Use lists extensively. Dumb down your message. Remove all the unnecessary words.

From Good to Great

Writing clear updates without jargon is a good start.

Most competitors already do that so it becomes hard for reviewers to decide which update is actually better. They often end up voting for the project that they think is better.

You don’t want that to happen. Reviewers do not understand your business or your project. They have not spent hours thinking about it like you did and that’s why a lot of really crazy projects without any hope of success and actual tangible work from the founders end up on top of the leaderboard. Reviewers vote for the projects that grab their attention!

A way to fix this problem is adding content to your weekly update.

When I started writing “extra information” on a Notion workspace and then sharing it in the update I saw a massive increase in our upvote/downvote ratio. The weekly update text box in Pioneer only accepts a really small amount of text so you can’t go through all the things you accomplished that week.

You thus want to summarise the high level achievements in a list inside the actual update.

Then, you add a link to some “extra materials” with screenshots, low level descriptions of the different goals you crushed during the week, and graphs if you have some.

Here is an example of one of our update with extra info:

What are you building, in a sentence?

Automated customer support for e-commerce companies w/ ML and NLP. $1k MRR. Growing Fast (1+ deal/week). Extra Info:

What did you accomplish this week?

This is a Pioneer pivot!
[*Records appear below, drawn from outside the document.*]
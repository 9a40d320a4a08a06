use serde::{Deserialize, Serialize};

// -- Users --

/// Fields are optional so a missing name gets our own validation message
/// instead of a deserialization rejection.
#[derive(Debug, Default, Serialize, Deserialize)]
pub struct RegisterRequest {
    pub nombre: Option<String>,
}

#[derive(Debug, Serialize, Deserialize)]
pub struct RegisterResponse {
    pub success: bool,
    pub message: String,
    #[serde(skip_serializing_if = "Option::is_none")]
    pub codigo_usuario: Option<String>,
}

// -- Points --

#[derive(Debug, Default, Serialize, Deserialize)]
pub struct PointsRequest {
    pub codigo_usuario: Option<String>,
    pub operacion: Option<String>,
}

#[derive(Debug, Serialize, Deserialize)]
pub struct PointsResponse {
    pub success: bool,
    pub message: String,
    #[serde(skip_serializing_if = "Option::is_none")]
    pub puntos: Option<u64>,
}

/// Body of every rejected mutation.
#[derive(Debug, Serialize, Deserialize)]
pub struct FailureResponse {
    pub success: bool,
    pub message: String,
}

// -- Misc --

#[derive(Debug, Serialize, Deserialize)]
pub struct ErrorResponse {
    pub error: String,
}

#[derive(Debug, Serialize, Deserialize)]
pub struct HealthResponse {
    pub status: String,
    pub store: String,
}
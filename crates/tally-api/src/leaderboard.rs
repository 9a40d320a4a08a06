use axum::{
    Json,
    extract::{Query, State},
};
use tally_types::models::{Period, User};
use tracing::debug;

use crate::error::ApiError;
use crate::state::{AppState, run_blocking};

/// GET /leaderboard?periodo=dia|semana|mes|total
///
/// Query pairs are taken raw so repeated or odd parameters never reject the
/// request; the first `periodo` wins.
pub async fn leaderboard(
    State(state): State<AppState>,
    Query(params): Query<Vec<(String, String)>>,
) -> Result<Json<Vec<User>>, ApiError> {
    let periodo = params.iter().find(|(k, _)| k == "periodo").map(|(_, v)| v.as_str());
    let period = parse_period(periodo);
    let users = run_blocking(&state, move |db| db.get_leaderboard_for_period(period)).await?;
    Ok(Json(users))
}

/// Missing or unrecognised values fall back to the lifetime ranking.
fn parse_period(raw: Option<&str>) -> Period {
    match raw {
        None => Period::Total,
        Some(raw) => Period::parse(raw).unwrap_or_else(|| {
            debug!("Unknown periodo '{}', using total", raw);
            Period::Total
        }),
    }
}

#[cfg(test)]
mod tests {
    use super::*;

    #[test]
    fn period_defaults_to_total() {
        assert_eq!(parse_period(None), Period::Total);
        assert_eq!(parse_period(Some("decade")), Period::Total);
        assert_eq!(parse_period(Some("mes")), Period::Mes);
    }
}
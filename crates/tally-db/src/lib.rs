pub mod backends;
pub mod error;
pub mod migrations;
pub mod queries;
pub mod store;

use std::path::Path;

use anyhow::Result;
use chrono::Utc;
use tally_types::models::Snapshot;
use tracing::{error, info, warn};

pub use error::LedgerError;
pub use store::RecordStore;

use backends::{JsonFileStore, MemoryStore, RedisStore, SqliteKvStore};

/// Handle to whichever backend holds the leaderboard.
///
/// Every operation loads the full snapshot, mutates it in memory and writes
/// it back. Nothing is cached between calls and nothing serializes a
/// load/save cycle against another one: concurrent writers race and the
/// last one wins.
pub struct Database {
    store: Box<dyn RecordStore>,
}

impl Database {
    pub fn new(store: Box<dyn RecordStore>) -> Self {
        info!("Using {} store", store.backend());
        Self { store }
    }

    pub fn open_json_file(path: &Path) -> Result<Self> {
        Ok(Self::new(Box::new(JsonFileStore::open(path)?)))
    }

    pub fn open_redis(url: &str, prefix: &str) -> Result<Self> {
        Ok(Self::new(Box::new(RedisStore::open(url, prefix)?)))
    }

    pub fn open_sqlite(path: &Path) -> Result<Self> {
        Ok(Self::new(Box::new(SqliteKvStore::open(path)?)))
    }

    pub fn in_memory() -> Self {
        Self::new(Box::new(MemoryStore::default()))
    }

    pub fn backend(&self) -> &'static str {
        self.store.backend()
    }

    /// Read the current snapshot, creating and persisting an empty one on
    /// first access.
    pub fn load(&self) -> Result<Snapshot> {
        if let Some(snapshot) = self.store.read()? {
            return Ok(snapshot);
        }

        let snapshot = Snapshot::empty(Utc::now());
        match self.store.write(&snapshot) {
            Ok(()) => info!("Initialized empty {} store", self.store.backend()),
            Err(e) => warn!("Could not persist initial snapshot: {:#}", e),
        }
        Ok(snapshot)
    }

    /// Stamp and write the whole snapshot. Returns false on failure; the
    /// error is logged, never raised.
    pub fn save(&self, snapshot: &mut Snapshot) -> bool {
        snapshot.configuracion.ultima_actualizacion = Utc::now();

        match self.store.write(snapshot) {
            Ok(()) => true,
            Err(e) => {
                error!("Failed to save to {} store: {:#}", self.store.backend(), e);
                false
            }
        }
    }

    pub fn close(&self) -> Result<()> {
        self.store.close()?;
        info!("Closed {} store", self.store.backend());
        Ok(())
    }
}

#[cfg(test)]
mod tests {
    use super::*;
    use crate::store::tests::FailingStore;

    #[test]
    fn first_load_persists_empty_snapshot() {
        let db = Database::in_memory();

        let first = db.load().unwrap();
        assert_eq!(first.configuracion.version, "2.0");
        assert_eq!(first.configuracion.creado, first.configuracion.ultima_actualizacion);

        // Second load reads what the first one wrote.
        let second = db.load().unwrap();
        assert_eq!(first, second);
    }

    #[test]
    fn save_stamps_last_update() {
        let db = Database::in_memory();
        let mut snap = db.load().unwrap();
        let before = snap.configuracion.ultima_actualizacion;

        assert!(db.save(&mut snap));
        assert!(snap.configuracion.ultima_actualizacion >= before);
        assert_eq!(db.load().unwrap().configuracion, snap.configuracion);
    }

    #[test]
    fn save_reports_failure_instead_of_raising() {
        let db = Database::new(Box::new(FailingStore::default()));
        let mut snap = db.load().unwrap();
        assert!(!db.save(&mut snap));
    }
}
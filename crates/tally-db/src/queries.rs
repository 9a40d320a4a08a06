use chrono::Utc;
use rand::{Rng, distr::Alphanumeric};
use tally_types::models::{Operation, Period, PointEvent, User, UserStats};
use tracing::{debug, info, warn};
use uuid::Uuid;

use crate::{Database, LedgerError};

/// Length of the public code handed out in personal links.
pub const CODE_LEN: usize = 10;

#[derive(Debug, Clone)]
pub struct Registration {
    pub codigo_usuario: String,
    pub message: String,
}

#[derive(Debug, Clone)]
pub struct Adjustment {
    pub puntos: u64,
    pub message: String,
}

impl Database {
    // -- Users --

    pub fn register_user(&self, name: &str) -> Result<Registration, LedgerError> {
        let nombre = name.trim().to_string();
        if nombre.is_empty() {
            return Err(LedgerError::EmptyName);
        }

        let mut snapshot = self.load()?;

        let lowered = nombre.to_lowercase();
        if snapshot.usuarios.iter().any(|u| u.nombre.to_lowercase() == lowered) {
            warn!("Rejected duplicate user name '{}'", nombre);
            return Err(LedgerError::DuplicateName);
        }

        let codigo = fresh_code(&snapshot.usuarios);
        let now = Utc::now();
        snapshot.usuarios.push(User {
            id: Uuid::new_v4().to_string(),
            nombre: nombre.clone(),
            codigo_usuario: codigo.clone(),
            puntos: 0,
            fecha_registro: now,
            fecha_actualizacion: now,
        });

        if !self.save(&mut snapshot) {
            return Err(LedgerError::SaveFailed);
        }

        info!("Registered user '{}' ({})", nombre, codigo);
        Ok(Registration {
            message: format!("User {} registered successfully", nombre),
            codigo_usuario: codigo,
        })
    }

    pub fn get_user_by_code(&self, code: &str) -> Result<Option<User>, LedgerError> {
        let snapshot = self.load()?;
        Ok(snapshot.usuarios.into_iter().find(|u| u.codigo_usuario == code))
    }

    // -- Points --

    /// Decrementing at zero leaves the total alone but still records the
    /// event and still succeeds.
    pub fn adjust_points(&self, code: &str, op: Operation) -> Result<Adjustment, LedgerError> {
        let mut snapshot = self.load()?;

        let user = snapshot
            .usuarios
            .iter_mut()
            .find(|u| u.codigo_usuario == code)
            .ok_or(LedgerError::UserNotFound)?;

        match op {
            Operation::Suma => user.puntos += 1,
            Operation::Resta => user.puntos = user.puntos.saturating_sub(1),
        }

        let now = Utc::now();
        user.fecha_actualizacion = now;
        let puntos = user.puntos;
        let event = PointEvent {
            id: Uuid::new_v4().to_string(),
            usuario_id: user.id.clone(),
            codigo_usuario: code.to_string(),
            tipo: op,
            fecha: now,
        };
        snapshot.ordenes.push(event);

        if !self.save(&mut snapshot) {
            return Err(LedgerError::SaveFailed);
        }

        debug!("{:?} on {} -> {} points", op, code, puntos);
        let message = match op {
            Operation::Suma => "Points added",
            Operation::Resta => "Points subtracted",
        };
        Ok(Adjustment {
            puntos,
            message: message.to_string(),
        })
    }

    // -- Leaderboard --

    /// All users by points, highest first. Ties keep registration order.
    pub fn get_leaderboard(&self) -> Result<Vec<User>, LedgerError> {
        let mut users = self.load()?.usuarios;
        // `sort_by` is stable, which is what keeps tied users in place.
        users.sort_by(|a, b| b.puntos.cmp(&a.puntos));
        Ok(users)
    }

    /// Period filtering is not implemented; every period yields the lifetime
    /// ranking.
    pub fn get_leaderboard_for_period(&self, period: Period) -> Result<Vec<User>, LedgerError> {
        debug!("Leaderboard requested for {:?}", period);
        self.get_leaderboard()
    }

    pub fn get_user_stats(&self, code: &str) -> Result<Option<UserStats>, LedgerError> {
        let snapshot = self.load()?;

        let Some(user) = snapshot.usuarios.iter().find(|u| u.codigo_usuario == code) else {
            return Ok(None);
        };

        let total = snapshot
            .ordenes
            .iter()
            .filter(|o| o.codigo_usuario == code)
            .count() as u64;

        Ok(Some(UserStats {
            nombre: user.nombre.clone(),
            puntos: user.puntos,
            ordenes_hoy: user.puntos,
            ordenes_semana: user.puntos,
            ordenes_mes: user.puntos,
            ordenes_total: total,
        }))
    }
}

pub fn generate_code() -> String {
    rand::rng()
        .sample_iter(&Alphanumeric)
        .take(CODE_LEN)
        .map(|b| char::from(b).to_ascii_lowercase())
        .collect()
}

fn fresh_code(users: &[User]) -> String {
    loop {
        let code = generate_code();
        if !users.iter().any(|u| u.codigo_usuario == code) {
            return code;
        }
    }
}
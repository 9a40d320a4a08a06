pub mod error;
pub mod leaderboard;
pub mod points;
pub mod routes;
pub mod state;
pub mod users;

pub use routes::router;
pub use state::{AppState, AppStateInner};
use anyhow::Result;
use tally_types::models::Snapshot;

/// Raw persistence for a [`Snapshot`]. Implementations only move bytes;
/// initialization and timestamping live in [`crate::Database`].
pub trait RecordStore: Send + Sync {
    /// Short backend name used in logs and the health endpoint.
    fn backend(&self) -> &'static str;

    /// `Ok(None)` when nothing has been written yet.
    fn read(&self) -> Result<Option<Snapshot>>;

    fn write(&self, snapshot: &Snapshot) -> Result<()>;

    fn close(&self) -> Result<()> {
        Ok(())
    }
}

#[cfg(test)]
pub(crate) mod tests {
    use super::*;
    use anyhow::bail;

    /// Reads as empty, refuses every write.
    #[derive(Default)]
    pub(crate) struct FailingStore;

    impl RecordStore for FailingStore {
        fn backend(&self) -> &'static str {
            "failing"
        }

        fn read(&self) -> Result<Option<Snapshot>> {
            Ok(None)
        }

        fn write(&self, _snapshot: &Snapshot) -> Result<()> {
            bail!("disk full")
        }
    }
}
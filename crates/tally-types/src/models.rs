use chrono::{DateTime, Utc};
use serde::{Deserialize, Serialize};

/// Schema version stamped into every freshly created snapshot.
pub const SCHEMA_VERSION: &str = "2.0";

#[derive(Debug, Clone, PartialEq, Eq, Serialize, Deserialize)]
pub struct User {
    pub id: String,
    pub nombre: String,
    /// Public code used in shareable links. Never changes once assigned.
    pub codigo_usuario: String,
    pub puntos: u64,
    pub fecha_registro: DateTime<Utc>,
    pub fecha_actualizacion: DateTime<Utc>,
}

/// Direction of a point adjustment. Doubles as the kind of the recorded event.
#[derive(Debug, Clone, Copy, PartialEq, Eq, Serialize, Deserialize)]
#[serde(rename_all = "lowercase")]
pub enum Operation {
    Suma,
    Resta,
}

impl Operation {
    pub fn parse(s: &str) -> Option<Self> {
        match s {
            "suma" => Some(Self::Suma),
            "resta" => Some(Self::Resta),
            _ => None,
        }
    }
}

/// Append-only record of one adjustment applied to a user.
#[derive(Debug, Clone, PartialEq, Eq, Serialize, Deserialize)]
pub struct PointEvent {
    pub id: String,
    pub usuario_id: String,
    pub codigo_usuario: String,
    pub tipo: Operation,
    pub fecha: DateTime<Utc>,
}

#[derive(Debug, Clone, PartialEq, Eq, Serialize, Deserialize)]
pub struct StoreMeta {
    pub version: String,
    pub creado: DateTime<Utc>,
    pub ultima_actualizacion: DateTime<Utc>,
}

/// Everything the store persists, loaded and written back as a whole.
#[derive(Debug, Clone, PartialEq, Eq, Serialize, Deserialize)]
pub struct Snapshot {
    pub usuarios: Vec<User>,
    pub ordenes: Vec<PointEvent>,
    pub configuracion: StoreMeta,
}

impl Snapshot {
    pub fn empty(now: DateTime<Utc>) -> Self {
        Self {
            usuarios: Vec::new(),
            ordenes: Vec::new(),
            configuracion: StoreMeta {
                version: SCHEMA_VERSION.to_string(),
                creado: now,
                ultima_actualizacion: now,
            },
        }
    }
}

/// Per-user summary. The day/week/month counters mirror the lifetime total
/// until period filtering exists.
#[derive(Debug, Clone, PartialEq, Eq, Serialize, Deserialize)]
pub struct UserStats {
    pub nombre: String,
    pub puntos: u64,
    pub ordenes_hoy: u64,
    pub ordenes_semana: u64,
    pub ordenes_mes: u64,
    pub ordenes_total: u64,
}

#[derive(Debug, Clone, Copy, PartialEq, Eq, Default, Serialize, Deserialize)]
#[serde(rename_all = "lowercase")]
pub enum Period {
    Dia,
    Semana,
    Mes,
    #[default]
    Total,
}

impl Period {
    pub fn parse(s: &str) -> Option<Self> {
        match s {
            "dia" => Some(Self::Dia),
            "semana" => Some(Self::Semana),
            "mes" => Some(Self::Mes),
            "total" => Some(Self::Total),
            _ => None,
        }
    }
}
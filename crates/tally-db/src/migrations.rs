use anyhow::Result;
use rusqlite::Connection;
use tracing::info;

pub fn run(conn: &Connection) -> Result<()> {
    conn.execute_batch(
        "CREATE TABLE IF NOT EXISTS schema_version (version INTEGER NOT NULL);"
    )?;

    let version: i64 = conn
        .query_row("SELECT COALESCE(MAX(version), 0) FROM schema_version", [], |r| r.get(0))?;

    if version < 1 {
        info!("SQLite store: running migration v1 (key-value table)");
        conn.execute_batch(
            "
            CREATE TABLE kv (
                key         TEXT PRIMARY KEY,
                value       TEXT NOT NULL,
                updated_at  TEXT NOT NULL DEFAULT (datetime('now'))
            );

            INSERT INTO schema_version (version) VALUES (1);
            "
        )?;
    }

    Ok(())
}

#[cfg(test)]
mod tests {
    use super::*;

    #[test]
    fn migrations_are_idempotent() {
        let conn = Connection::open_in_memory().unwrap();
        run(&conn).unwrap();
        run(&conn).unwrap();

        let version: i64 = conn
            .query_row("SELECT MAX(version) FROM schema_version", [], |r| r.get(0))
            .unwrap();
        assert_eq!(version, 1);

        let rows: i64 = conn
            .query_row("SELECT COUNT(*) FROM schema_version", [], |r| r.get(0))
            .unwrap();
        assert_eq!(rows, 1);
    }
}
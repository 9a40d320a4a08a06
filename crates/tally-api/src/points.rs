use axum::{
    Json,
    extract::{State, rejection::JsonRejection},
};
use tally_types::api::{PointsRequest, PointsResponse};
use tally_types::models::Operation;
use tracing::warn;

use crate::error::{ActionError, ApiError};
use crate::state::{AppState, run_blocking};

/// POST /puntos — add or remove one point through a user's public code.
pub async fn adjust(
    State(state): State<AppState>,
    payload: Result<Json<PointsRequest>, JsonRejection>,
) -> Result<Json<PointsResponse>, ActionError> {
    let Json(req) = payload.map_err(|e| {
        warn!("Rejected points body: {}", e);
        ApiError::BadBody
    })?;

    let codigo = req
        .codigo_usuario
        .filter(|c| !c.is_empty())
        .ok_or(ApiError::MissingCode)?;
    let op = req
        .operacion
        .as_deref()
        .and_then(Operation::parse)
        .ok_or(ApiError::InvalidOperation)?;

    let adjustment = run_blocking(&state, move |db| db.adjust_points(&codigo, op)).await?;

    Ok(Json(PointsResponse {
        success: true,
        message: adjustment.message,
        puntos: Some(adjustment.puntos),
    }))
}
//! Interchangeable homes for the snapshot.
//!
//! The JSON file keeps the whole snapshot in one document. The key-value
//! backends (Redis, SQLite) split it into three keys, one per top-level
//! field, each holding that field's JSON.

mod json_file;
mod memory;
mod redis_kv;
mod sqlite_kv;

pub use json_file::JsonFileStore;
pub use memory::MemoryStore;
pub use redis_kv::RedisStore;
pub use sqlite_kv::SqliteKvStore;

use anyhow::{Context, Result};
use chrono::Utc;
use tally_types::models::{SCHEMA_VERSION, Snapshot, StoreMeta};
use tracing::warn;

pub(crate) const KEY_USERS: &str = "usuarios";
pub(crate) const KEY_EVENTS: &str = "ordenes";
pub(crate) const KEY_META: &str = "configuracion";

pub(crate) const KV_KEYS: [&str; 3] = [KEY_USERS, KEY_EVENTS, KEY_META];

/// Split a snapshot into `(key, json)` pairs in [`KV_KEYS`] order.
pub(crate) fn encode_fields(snapshot: &Snapshot) -> Result<[(&'static str, String); 3]> {
    Ok([
        (KEY_USERS, serde_json::to_string(&snapshot.usuarios)?),
        (KEY_EVENTS, serde_json::to_string(&snapshot.ordenes)?),
        (KEY_META, serde_json::to_string(&snapshot.configuracion)?),
    ])
}

/// Rebuild a snapshot from the three key values. Any present key marks an
/// initialized store; missing collections read as empty and a missing
/// configuration is rebuilt rather than letting the collections be
/// overwritten.
pub(crate) fn decode_fields(
    users: Option<String>,
    events: Option<String>,
    meta: Option<String>,
) -> Result<Option<Snapshot>> {
    let configuracion = match meta {
        Some(raw) => serde_json::from_str(&raw).context("corrupt configuracion value")?,
        None if users.is_none() && events.is_none() => return Ok(None),
        None => {
            warn!("Store has data but no configuracion key, rebuilding it");
            let now = Utc::now();
            StoreMeta {
                version: SCHEMA_VERSION.to_string(),
                creado: now,
                ultima_actualizacion: now,
            }
        }
    };

    let usuarios = match users {
        Some(raw) => serde_json::from_str(&raw).context("corrupt usuarios value")?,
        None => Vec::new(),
    };
    let ordenes = match events {
        Some(raw) => serde_json::from_str(&raw).context("corrupt ordenes value")?,
        None => Vec::new(),
    };

    Ok(Some(Snapshot {
        usuarios,
        ordenes,
        configuracion,
    }))
}

#[cfg(test)]
mod tests {
    use super::*;

    #[test]
    fn no_keys_means_uninitialized() {
        assert!(decode_fields(None, None, None).unwrap().is_none());
    }

    #[test]
    fn collections_without_meta_are_kept() {
        let users = r#"[{"id":"u1","nombre":"Ana","codigo_usuario":"abc","puntos":3,
            "fecha_registro":"2024-01-01T00:00:00Z","fecha_actualizacion":"2024-01-01T00:00:00Z"}]"#;

        let decoded = decode_fields(Some(users.into()), None, None).unwrap().unwrap();
        assert_eq!(decoded.usuarios.len(), 1);
        assert_eq!(decoded.usuarios[0].puntos, 3);
        assert!(decoded.ordenes.is_empty());
        assert_eq!(decoded.configuracion.version, SCHEMA_VERSION);
    }

    #[test]
    fn missing_collections_read_as_empty() {
        let snap = Snapshot::empty(Utc::now());
        let [_, _, (_, meta)] = encode_fields(&snap).unwrap();

        let decoded = decode_fields(None, None, Some(meta)).unwrap().unwrap();
        assert_eq!(decoded, snap);
    }

    #[test]
    fn corrupt_value_is_an_error() {
        let result = decode_fields(Some("{".into()), None, Some("{}".into()));
        assert!(result.is_err());
    }
}
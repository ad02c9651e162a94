//! Middleware for logging requests and responses.

use axum::{
    body::Body,
    extract::Request,
    http::{StatusCode, header::CONTENT_TYPE},
    middleware::Next,
    response::{IntoResponse, Response},
};

/// The number of bytes of a request or response body to log at the `info` level.
pub const LOG_BODY_LENGTH_LIMIT: usize = 64;

/// The form fields whose values are replaced with asterisks before logging.
const REDACTED_FIELDS: [&str; 2] = ["password", "confirm_password"];

/// Log the request and response for each request.
///
/// Both the request and response are logged at the `info` level.
/// If a body is longer than [LOG_BODY_LENGTH_LIMIT] bytes, it is
/// truncated and the full body is logged at the `debug` level.
/// Multipart bodies, i.e. file uploads, are passed through without being read.
pub async fn logging_middleware(request: Request, next: Next) -> Response {
    if has_content_type(&request, "multipart/form-data") {
        let (headers, body) = request.into_parts();
        log_request(&headers, "<multipart>");
        return log_and_return(next.run(Request::from_parts(headers, body)).await).await;
    }

    let is_form = has_content_type(&request, "application/x-www-form-urlencoded");
    let (headers, body) = request.into_parts();
    let body_text = match axum::body::to_bytes(body, usize::MAX).await {
        Ok(bytes) => String::from_utf8_lossy(&bytes).to_string(),
        Err(error) => {
            tracing::error!("Could not read request body: {error}");
            return StatusCode::BAD_REQUEST.into_response();
        }
    };

    if is_form {
        let display_text = REDACTED_FIELDS
            .iter()
            .fold(body_text.clone(), |text, field| redact_password(&text, field));
        log_request(&headers, &display_text);
    } else {
        log_request(&headers, &body_text);
    }

    let request = Request::from_parts(headers, body_text.into());

    log_and_return(next.run(request).await).await
}

fn has_content_type(request: &Request, content_type: &str) -> bool {
    request
        .headers()
        .get(CONTENT_TYPE)
        .and_then(|value| value.to_str().ok())
        .is_some_and(|value| value.starts_with(content_type))
}

async fn log_and_return(response: Response) -> Response {
    let (headers, body) = response.into_parts();

    match axum::body::to_bytes(body, usize::MAX).await {
        Ok(bytes) => {
            log_response(&headers, &String::from_utf8_lossy(&bytes));
            Response::from_parts(headers, Body::from(bytes))
        }
        Err(error) => {
            tracing::error!("Could not read response body: {error}");
            StatusCode::INTERNAL_SERVER_ERROR.into_response()
        }
    }
}

fn redact_password(form_text: &str, field_name: &str) -> String {
    form_text
        .split('&')
        .map(|pair| match pair.split_once('=') {
            Some((key, _)) if key == field_name => format!("{field_name}=********"),
            _ => pair.to_owned(),
        })
        .collect::<Vec<_>>()
        .join("&")
}

/// The longest prefix of `text` no longer than [LOG_BODY_LENGTH_LIMIT] bytes
/// that ends on a character boundary.
fn truncate(text: &str) -> &str {
    let mut end = LOG_BODY_LENGTH_LIMIT.min(text.len());

    while !text.is_char_boundary(end) {
        end -= 1;
    }

    &text[..end]
}

fn log_request(headers: &axum::http::request::Parts, body: &str) {
    if body.len() > LOG_BODY_LENGTH_LIMIT {
        tracing::info!(
            "Received request: {headers:#?}\nbody: {:}...",
            truncate(body)
        );
        tracing::debug!("Full request body: {body:?}");
    } else {
        tracing::info!("Received request: {headers:#?}\nbody: {body:?}");
    }
}

fn log_response(headers: &axum::http::response::Parts, body: &str) {
    if body.len() > LOG_BODY_LENGTH_LIMIT {
        tracing::info!(
            "Sending response: {headers:#?}\nbody: {:}...",
            truncate(body)
        );
        tracing::debug!("Full response body: {body:?}");
    } else {
        tracing::info!("Sending response: {headers:#?}\nbody: {body:?}");
    }
}
//! Implements a struct that holds the state of the REST server.

use std::sync::{Arc, Mutex};

use axum::extract::FromRef;
use axum_extra::extract::cookie::Key;
use rusqlite::Connection;
use sha2::{Digest, Sha512};
use time::Duration;

use crate::{Error, auth::DEFAULT_COOKIE_DURATION, db::initialize};

/// The state of the REST server.
#[derive(Debug, Clone)]
pub struct AppState {
    /// The key to be used for signing and encrypting private cookies.
    pub cookie_key: Key,

    /// The duration for which cookies used for authentication are valid.
    pub cookie_duration: Duration,

    /// The local timezone as a canonical timezone name, e.g. "Asia/Jakarta".
    pub local_timezone: String,

    /// The database connection
    pub db_connection: Arc<Mutex<Connection>>,
}

impl AppState {
    /// Create a new [AppState] with a SQLite database connection.
    ///
    /// This function will initialize the database by adding the tables for users,
    /// transactions and reminder settings.
    /// `local_timezone` should be a valid, canonical timezone name, e.g. "Asia/Jakarta".
    ///
    /// # Errors
    /// Returns an error if the database cannot be initialized.
    pub fn new(
        db_connection: Connection,
        cookie_secret: &str,
        local_timezone: &str,
    ) -> Result<Self, Error> {
        initialize(&db_connection)?;

        Ok(Self {
            cookie_key: create_cookie_key(cookie_secret),
            cookie_duration: DEFAULT_COOKIE_DURATION,
            local_timezone: local_timezone.to_owned(),
            db_connection: Arc::new(Mutex::new(db_connection)),
        })
    }
}

// this impl tells `PrivateCookieJar` how to access the key from our state
impl FromRef<AppState> for Key {
    fn from_ref(state: &AppState) -> Self {
        state.cookie_key.clone()
    }
}

/// Create a signing key for cookies from a `secret`s string.
pub fn create_cookie_key(secret: &str) -> Key {
    let hash = Sha512::digest(secret);

    Key::from(&hash)
}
I am focusing 100% of my time to my other project which is blowing up

🎩 Got a grant from Google and The University of Edinburgh. 4000£.
🎩 Releasing the V2 of our UI. Screenshot:
🎩 Now taking 100% of the call of our biggest client

What do you want to have done by the end of next week?

📌 Release the new dashboard
📌 Do new user interviews with the leads we collected last week
📌 Redo the landing page
📌 Make a special page for Pioneer to explain the concept! (Much like I did for my previous project)
📌 Sign more deals!

Notice the link to Imgur with a screenshot of our new dashboard and the link to our Notion workspace with a pitch deck for the product.

In our case we knew that the product we were building did not look like such a great idea if you were not familiar with the problems our users were facing before being introduced to our solution. Adding our pitch deck with the classic problem/solution/market sections helped our reviewers understand the context of our projects.

From Great to 1st

All those tricks worked wonderfully and we reached the top 10 of the global leaderboard in a few weeks.

Still this is not enough to actually beat the rest of the competitors.

You need to go the extra mile, do something other people would not do.

That’s why we started including unedited videos of us going through the goals we accomplished during the week and demoing the new features we implemented live.

This works crazy well. The reason why is because you are being more authentic than everybody else.

Quoting Naval:

Here are some of the videos we shot:

(We used Wistia and Loom extensively to host our video content)


Pioneer is great and you should join the tournament if you are working on any project, whether it’s art, research, or a business.

The weekly updates will incentivise you to be productive and the interactions with the other competitors will often lead to new friendships.